Drakeford: UK Government need to ‘think very carefully’ about whether giant UK flag boosts YesCymru
The UK Government need to think very carefully about whether a 100 foot union jack they are proposing to place on their tax office in Cardiff will simply boost YesCymru.
Speaking in the Senedd, Mark Drakeford said that he couldn’t speak freely =about the development as the decision by Cardiff Councils planning officers was currently open to judicial review.
However, he expressed concern that the giant flag would only push more people towards signing YesCymru’s petition to revoke planning permission, which had already garnered over 19,000 signatures.
Mark Drakeford said that his objection “is not to a union flag per se; it is whether a 32 m tall, 8 m wide union flag is a proportionate way of proceeding”.
“It’s important, maybe, just to put on the record that this was not a decision taken by elected members of the council,” he added. “Within the standing orders of the council, this fell to officers to determine, and, as I understand it, the planning rules are such that the presumption is that planning permission is granted and the officers have to be persuaded to go against that presumption.
“They decided that, neither on amenity or on safety grounds, should the application be turned down. But this is the letter that the leader of the council wrote to the Secretary of State for Wales, and he said that ‘a misconceived exercise in image projection now would serve little purpose other than to generate disagreement’.
“And I think that is a point that the UK Government ought to think very carefully about. If the purpose of their actions is to strengthen the union, then they need to ask themselves whether or not a union jack on the scale and size that they are proposing is likely to achieve that ambition.

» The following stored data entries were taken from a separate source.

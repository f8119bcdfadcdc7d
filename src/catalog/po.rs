/*!
 * Gettext PO/POT codec.
 *
 * Parses and serializes the subset of the PO format used by translation
 * catalogs: header entry, `#`, `#.`, `#:`, `#,` and `#|` comments, `msgctxt`,
 * plural forms, multi-line strings with escapes, and `#~` obsolete entries.
 *
 * Output is unwrapped: each string is written on one line unless it contains
 * embedded newlines, in which case it is split after every `\n`.
 */

use std::collections::BTreeMap;
use std::fs;
use std::path::Path;

use crate::catalog::entry::{Catalog, CatalogEntry, Header, PluralForm};
use crate::errors::CatalogError;

/// Which keyword a continuation line extends
#[derive(Debug, Clone, Copy, PartialEq)]
enum Field {
    Ctxt,
    Id,
    IdPlural,
    Str,
    StrPlural(usize),
}

/// An entry as it appears in the file, before it becomes a catalog entry
#[derive(Debug, Default)]
struct RawEntry {
    translator_comments: Vec<String>,
    comments: Vec<String>,
    occurrences: Vec<String>,
    flags: Vec<String>,
    previous: Vec<String>,
    msgctxt: Option<String>,
    msgid: Option<String>,
    msgid_plural: Option<String>,
    msgstr: Option<String>,
    msgstr_plural: BTreeMap<usize, String>,
    obsolete: bool,
    line: usize,
}

impl RawEntry {
    fn has_keywords(&self) -> bool {
        self.msgctxt.is_some() || self.msgid.is_some()
    }

    fn is_header(&self) -> bool {
        !self.obsolete && self.msgctxt.is_none() && self.msgid.as_deref() == Some("")
    }

    fn into_entry(self) -> CatalogEntry {
        let mut entry = CatalogEntry::new(self.msgid.unwrap_or_default());
        entry.translation = self.msgstr.unwrap_or_default();
        entry.context = self.occurrences;
        entry.comments = self.comments;
        entry.translator_comments = self.translator_comments;
        entry.msgctxt = self.msgctxt;
        entry.flags = self.flags;
        entry.previous = self.previous;
        entry.obsolete = self.obsolete;
        entry.plural = self.msgid_plural.map(|key_plural| PluralForm {
            key_plural,
            translations: self.msgstr_plural.into_values().collect(),
        });
        entry
    }
}

/// Line-oriented PO parser
struct Parser {
    entries: Vec<RawEntry>,
    current: RawEntry,
    field: Option<Field>,
}

impl Parser {
    fn new() -> Self {
        Self {
            entries: Vec::new(),
            current: RawEntry::default(),
            field: None,
        }
    }

    fn flush(&mut self) -> Result<(), CatalogError> {
        let finished = std::mem::take(&mut self.current);
        self.field = None;

        if finished.msgid.is_some() {
            self.entries.push(finished);
        } else if finished.msgctxt.is_some() {
            return Err(CatalogError::Parse {
                line: finished.line,
                message: "msgctxt without msgid".to_string(),
            });
        }
        Ok(())
    }

    fn comment(&mut self, trimmed: &str, line: usize) -> Result<(), CatalogError> {
        if self.current.has_keywords() {
            self.flush()?;
        }
        if self.current.line == 0 {
            self.current.line = line;
        }

        let marker = trimmed.get(..2).unwrap_or(trimmed);
        let rest = trimmed.get(2..).unwrap_or_default();
        match marker {
            "#." => self.current.comments.push(strip_one_space(rest).to_string()),
            "#:" => self
                .current
                .occurrences
                .extend(rest.split_whitespace().map(str::to_string)),
            "#," => self.current.flags.extend(
                rest.split(',')
                    .map(str::trim)
                    .filter(|f| !f.is_empty())
                    .map(str::to_string),
            ),
            "#|" => self.current.previous.push(strip_one_space(rest).to_string()),
            _ => {
                let text = trimmed.strip_prefix('#').unwrap_or(trimmed);
                self.current.translator_comments.push(strip_one_space(text).to_string());
            }
        }
        Ok(())
    }

    fn keyword(&mut self, text: &str, line: usize, obsolete: bool) -> Result<(), CatalogError> {
        if text.starts_with('"') {
            let value = unquote(text, line)?;
            let field = self.field.ok_or_else(|| CatalogError::Parse {
                line,
                message: "string continuation without a keyword".to_string(),
            })?;
            self.append(field, &value);
            return Ok(());
        }

        let (keyword, rest) = match text.find(char::is_whitespace) {
            Some(pos) => (&text[..pos], text[pos..].trim_start()),
            None => (text, ""),
        };
        let value = unquote(rest, line)?;

        let field = match keyword {
            "msgctxt" => Field::Ctxt,
            "msgid" => Field::Id,
            "msgid_plural" => Field::IdPlural,
            "msgstr" => Field::Str,
            other => match plural_index(other) {
                Some(index) => Field::StrPlural(index),
                None => {
                    return Err(CatalogError::Parse {
                        line,
                        message: format!("unknown keyword {:?}", other),
                    });
                }
            },
        };

        // A new msgctxt or msgid after a complete entry starts the next entry
        if matches!(field, Field::Ctxt | Field::Id) && self.current.msgid.is_some() {
            self.flush()?;
        }
        if self.current.line == 0 {
            self.current.line = line;
        }
        if matches!(field, Field::IdPlural | Field::Str | Field::StrPlural(_)) && self.current.msgid.is_none() {
            return Err(CatalogError::Parse {
                line,
                message: format!("{} before msgid", keyword),
            });
        }

        self.current.obsolete |= obsolete;
        match field {
            Field::Ctxt => self.current.msgctxt = Some(value),
            Field::Id => self.current.msgid = Some(value),
            Field::IdPlural => self.current.msgid_plural = Some(value),
            Field::Str => self.current.msgstr = Some(value),
            Field::StrPlural(index) => {
                self.current.msgstr_plural.insert(index, value);
            }
        }
        self.field = Some(field);
        Ok(())
    }

    fn append(&mut self, field: Field, value: &str) {
        let target = match field {
            Field::Ctxt => self.current.msgctxt.get_or_insert_with(String::new),
            Field::Id => self.current.msgid.get_or_insert_with(String::new),
            Field::IdPlural => self.current.msgid_plural.get_or_insert_with(String::new),
            Field::Str => self.current.msgstr.get_or_insert_with(String::new),
            Field::StrPlural(index) => self.current.msgstr_plural.entry(index).or_default(),
        };
        target.push_str(value);
    }
}

fn strip_one_space(text: &str) -> &str {
    text.strip_prefix(' ').unwrap_or(text)
}

fn plural_index(keyword: &str) -> Option<usize> {
    keyword
        .strip_prefix("msgstr[")?
        .strip_suffix(']')?
        .parse()
        .ok()
}

/// Decode one quoted PO string
fn unquote(text: &str, line: usize) -> Result<String, CatalogError> {
    let text = text.trim();
    let inner = text
        .strip_prefix('"')
        .and_then(|t| t.strip_suffix('"'))
        .filter(|_| text.len() >= 2)
        .ok_or_else(|| CatalogError::Parse {
            line,
            message: format!("expected a quoted string, found {:?}", text),
        })?;

    let mut out = String::with_capacity(inner.len());
    let mut chars = inner.chars();
    while let Some(ch) = chars.next() {
        if ch != '\\' {
            out.push(ch);
            continue;
        }
        match chars.next() {
            Some('n') => out.push('\n'),
            Some('t') => out.push('\t'),
            Some('r') => out.push('\r'),
            Some('"') => out.push('"'),
            Some('\\') => out.push('\\'),
            Some(other) => {
                out.push('\\');
                out.push(other);
            }
            None => {
                return Err(CatalogError::Parse {
                    line,
                    message: "dangling escape at end of string".to_string(),
                });
            }
        }
    }
    Ok(out)
}

/// Encode a string for use between PO double quotes
pub fn escape(value: &str) -> String {
    let mut out = String::with_capacity(value.len());
    for ch in value.chars() {
        match ch {
            '\\' => out.push_str("\\\\"),
            '"' => out.push_str("\\\""),
            '\n' => out.push_str("\\n"),
            '\r' => out.push_str("\\r"),
            '\t' => out.push_str("\\t"),
            _ => out.push(ch),
        }
    }
    out
}

/// Parse PO or POT text into a catalog
pub fn parse(text: &str) -> Result<Catalog, CatalogError> {
    let text = text.strip_prefix('\u{feff}').unwrap_or(text);
    let mut parser = Parser::new();

    for (index, raw_line) in text.lines().enumerate() {
        let line = index + 1;
        let trimmed = raw_line.trim();

        if trimmed.is_empty() {
            parser.flush()?;
        } else if let Some(rest) = trimmed.strip_prefix("#~") {
            let rest = rest.trim_start();
            if let Some(previous) = rest.strip_prefix('|') {
                parser.current.previous.push(strip_one_space(previous).to_string());
            } else if !rest.is_empty() {
                parser.keyword(rest, line, true)?;
            }
        } else if trimmed.starts_with('#') {
            parser.comment(trimmed, line)?;
        } else {
            parser.keyword(trimmed, line, false)?;
        }
    }
    parser.flush()?;

    let mut raw_entries = parser.entries.into_iter().peekable();
    let mut header = Header::default();
    if raw_entries.peek().is_some_and(RawEntry::is_header) {
        if let Some(raw) = raw_entries.next() {
            header = Header {
                comments: raw.translator_comments,
                flags: raw.flags,
                fields: Header::parse_fields(raw.msgstr.as_deref().unwrap_or_default()),
            };
        }
    }

    Ok(Catalog::from_entries(header, raw_entries.map(RawEntry::into_entry)))
}

/// Read and parse a PO or POT file
pub fn read_file(path: &Path) -> Result<Catalog, CatalogError> {
    let text = fs::read_to_string(path)?;
    parse(&text)
}

fn write_comment(out: &mut String, marker: &str, text: &str) {
    out.push_str(marker);
    if !text.is_empty() {
        out.push(' ');
        out.push_str(text);
    }
    out.push('\n');
}

fn write_field(out: &mut String, prefix: &str, keyword: &str, value: &str, force_multiline: bool) {
    let parts: Vec<&str> = value.split_inclusive('\n').collect();
    if parts.len() > 1 || (force_multiline && !value.is_empty()) {
        out.push_str(&format!("{}{} \"\"\n", prefix, keyword));
        for part in parts {
            out.push_str(&format!("{}\"{}\"\n", prefix, escape(part)));
        }
    } else {
        out.push_str(&format!("{}{} \"{}\"\n", prefix, keyword, escape(value)));
    }
}

fn write_entry(out: &mut String, entry: &CatalogEntry) {
    for comment in &entry.translator_comments {
        write_comment(out, "#", comment);
    }
    for comment in &entry.comments {
        write_comment(out, "#.", comment);
    }
    if !entry.context.is_empty() {
        write_comment(out, "#:", &entry.context.join(" "));
    }
    if !entry.flags.is_empty() {
        write_comment(out, "#,", &entry.flags.join(", "));
    }

    let prefix = if entry.obsolete { "#~ " } else { "" };
    for previous in &entry.previous {
        write_comment(out, if entry.obsolete { "#~|" } else { "#|" }, previous);
    }
    if let Some(msgctxt) = &entry.msgctxt {
        write_field(out, prefix, "msgctxt", msgctxt, false);
    }
    write_field(out, prefix, "msgid", entry.key(), false);
    match &entry.plural {
        Some(plural) => {
            write_field(out, prefix, "msgid_plural", &plural.key_plural, false);
            for (index, translation) in plural.translations.iter().enumerate() {
                write_field(out, prefix, &format!("msgstr[{}]", index), translation, false);
            }
        }
        None => write_field(out, prefix, "msgstr", &entry.translation, false),
    }
}

/// Serialize a catalog to PO text
pub fn serialize(catalog: &Catalog) -> String {
    let mut blocks: Vec<String> = Vec::with_capacity(catalog.len() + 1);

    if !catalog.header.is_empty() {
        let mut out = String::new();
        for comment in &catalog.header.comments {
            write_comment(&mut out, "#", comment);
        }
        if !catalog.header.flags.is_empty() {
            write_comment(&mut out, "#,", &catalog.header.flags.join(", "));
        }
        out.push_str("msgid \"\"\n");
        write_field(&mut out, "", "msgstr", &catalog.header.render_fields(), true);
        blocks.push(out);
    }

    for entry in catalog.entries() {
        let mut out = String::new();
        write_entry(&mut out, entry);
        blocks.push(out);
    }

    blocks.join("\n")
}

“Or whether it will simply drive more signatories to the Yes Wales petition asking for it to be reconsidered.”
His answer came after Plaid Cymru Senedd Member for South Wales Central, Rhys ab Owen, said that allowing the flag could set a precedent for other large advertisements or logos.
“I’m not going to rehearse the argument about the union flag. What the UK Government is doing is blatant, it’s obvious, and, I think, as you’ve said previously, First Minister, it’s not going to work,” he said.
“It’s more the technical point I wanted to make. As you’ve mentioned, the flag is classified as an advertisement, and the planning officer, whilst granting it, used, as an example, an LED screen in the city centre, which is 44% smaller than the union flag.
“The flag isn’t up yet, but still we haven’t got the recourse to call it back in and we can’t appeal it. The only people who can appeal it are the applicants themselves, and, of course, the UK Government won’t appeal.
“I’m glad to hear you are looking at other options, because my concern is the precedent this sets, First Minister. Who knows, we could have more union flags popping up; we could have advertisements for fast food outlets; we could have advertisements for betting firms coming on our skyscrapers in the city centre.
“So, the concern I have, First Minister, is the precedent this sets. Diolch yn fawr.”
A UK Government spokesperson said: “Ty William Morgan is a significant UK Government building and is the first of its kind in Wales.
“As is practice with similar UK Government sites across the United Kingdom and around the world, it will feature the Union flag as part of its visual branding.
“The flag of Wales is flown at Ty William Morgan which also contains other specifically Welsh branding, while the name of the new building was chosen to reflect the UK Government’s investment in Wales and Welsh culture.”